Task — Scan the lines below for "SinkError"; report the number of lines that contain it, and only that.

Supplied records —
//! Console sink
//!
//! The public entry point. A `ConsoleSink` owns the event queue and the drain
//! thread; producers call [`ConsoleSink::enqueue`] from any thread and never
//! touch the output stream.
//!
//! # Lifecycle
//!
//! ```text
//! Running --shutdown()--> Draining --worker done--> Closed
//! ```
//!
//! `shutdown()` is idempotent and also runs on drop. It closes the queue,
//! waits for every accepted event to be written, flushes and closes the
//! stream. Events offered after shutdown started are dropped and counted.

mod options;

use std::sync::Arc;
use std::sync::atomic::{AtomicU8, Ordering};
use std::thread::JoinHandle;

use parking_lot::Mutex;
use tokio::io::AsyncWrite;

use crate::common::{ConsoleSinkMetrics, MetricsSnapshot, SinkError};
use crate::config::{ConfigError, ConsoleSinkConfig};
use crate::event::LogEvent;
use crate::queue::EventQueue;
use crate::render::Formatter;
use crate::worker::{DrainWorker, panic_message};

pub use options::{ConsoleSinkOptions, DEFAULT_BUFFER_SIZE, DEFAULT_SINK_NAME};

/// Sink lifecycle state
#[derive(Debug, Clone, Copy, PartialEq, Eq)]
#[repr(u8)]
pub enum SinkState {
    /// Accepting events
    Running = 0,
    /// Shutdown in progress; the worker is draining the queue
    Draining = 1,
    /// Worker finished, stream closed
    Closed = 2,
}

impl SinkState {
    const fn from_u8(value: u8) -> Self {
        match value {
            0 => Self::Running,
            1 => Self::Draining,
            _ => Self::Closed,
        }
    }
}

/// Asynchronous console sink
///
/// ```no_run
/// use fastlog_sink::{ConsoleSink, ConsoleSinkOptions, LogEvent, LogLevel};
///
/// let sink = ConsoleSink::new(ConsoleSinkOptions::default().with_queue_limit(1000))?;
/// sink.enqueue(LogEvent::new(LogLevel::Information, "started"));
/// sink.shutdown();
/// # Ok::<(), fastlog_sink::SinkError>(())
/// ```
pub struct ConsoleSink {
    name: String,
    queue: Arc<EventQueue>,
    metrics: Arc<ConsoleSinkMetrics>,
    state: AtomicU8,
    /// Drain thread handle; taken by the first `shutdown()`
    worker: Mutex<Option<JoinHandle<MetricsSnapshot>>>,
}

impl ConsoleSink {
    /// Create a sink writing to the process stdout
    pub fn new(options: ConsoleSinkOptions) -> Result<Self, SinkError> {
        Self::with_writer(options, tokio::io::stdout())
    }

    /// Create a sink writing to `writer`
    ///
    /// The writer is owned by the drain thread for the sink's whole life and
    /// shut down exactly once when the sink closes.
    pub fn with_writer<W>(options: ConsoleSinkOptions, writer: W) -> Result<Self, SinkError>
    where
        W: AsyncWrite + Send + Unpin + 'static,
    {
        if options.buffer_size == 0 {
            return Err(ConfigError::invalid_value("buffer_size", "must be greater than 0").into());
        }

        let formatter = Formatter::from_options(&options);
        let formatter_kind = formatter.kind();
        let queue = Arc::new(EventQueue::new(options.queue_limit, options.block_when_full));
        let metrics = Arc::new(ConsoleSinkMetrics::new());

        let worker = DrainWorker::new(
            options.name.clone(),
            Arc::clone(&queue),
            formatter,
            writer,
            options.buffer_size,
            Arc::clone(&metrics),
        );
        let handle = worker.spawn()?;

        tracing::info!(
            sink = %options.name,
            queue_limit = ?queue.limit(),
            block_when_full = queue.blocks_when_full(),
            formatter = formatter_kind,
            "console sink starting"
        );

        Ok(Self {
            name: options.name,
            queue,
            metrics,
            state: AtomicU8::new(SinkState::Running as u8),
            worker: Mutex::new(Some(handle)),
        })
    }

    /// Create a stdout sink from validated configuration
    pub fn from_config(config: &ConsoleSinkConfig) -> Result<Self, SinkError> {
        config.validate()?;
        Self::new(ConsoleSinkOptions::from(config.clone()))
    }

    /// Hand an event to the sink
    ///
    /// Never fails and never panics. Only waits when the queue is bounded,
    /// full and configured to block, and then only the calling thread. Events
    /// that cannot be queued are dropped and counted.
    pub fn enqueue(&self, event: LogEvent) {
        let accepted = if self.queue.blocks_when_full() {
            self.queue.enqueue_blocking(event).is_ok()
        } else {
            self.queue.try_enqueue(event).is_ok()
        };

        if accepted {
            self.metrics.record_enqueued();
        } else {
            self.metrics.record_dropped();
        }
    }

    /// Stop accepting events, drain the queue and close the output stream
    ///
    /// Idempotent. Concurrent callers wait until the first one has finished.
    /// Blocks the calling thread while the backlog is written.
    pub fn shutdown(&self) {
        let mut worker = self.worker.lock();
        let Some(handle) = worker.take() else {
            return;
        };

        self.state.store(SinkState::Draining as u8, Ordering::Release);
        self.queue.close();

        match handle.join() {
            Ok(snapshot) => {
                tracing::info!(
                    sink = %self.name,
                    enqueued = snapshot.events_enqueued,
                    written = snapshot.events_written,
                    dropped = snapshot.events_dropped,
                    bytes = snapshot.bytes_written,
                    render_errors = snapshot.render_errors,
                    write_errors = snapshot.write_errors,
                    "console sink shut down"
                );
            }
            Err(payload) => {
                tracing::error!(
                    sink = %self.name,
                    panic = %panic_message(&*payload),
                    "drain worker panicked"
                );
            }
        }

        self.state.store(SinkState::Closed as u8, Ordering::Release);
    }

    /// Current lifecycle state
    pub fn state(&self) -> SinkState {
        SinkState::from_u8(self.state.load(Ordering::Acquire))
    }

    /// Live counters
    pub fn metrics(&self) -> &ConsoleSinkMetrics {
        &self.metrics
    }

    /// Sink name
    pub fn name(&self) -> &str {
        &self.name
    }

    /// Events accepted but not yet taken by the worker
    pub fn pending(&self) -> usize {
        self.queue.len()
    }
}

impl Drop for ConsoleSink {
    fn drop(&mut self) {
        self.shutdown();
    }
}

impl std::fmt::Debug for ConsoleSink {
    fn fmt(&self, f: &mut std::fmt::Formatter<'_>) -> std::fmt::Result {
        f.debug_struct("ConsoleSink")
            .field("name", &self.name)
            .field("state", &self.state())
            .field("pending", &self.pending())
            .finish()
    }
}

Solved problem — 5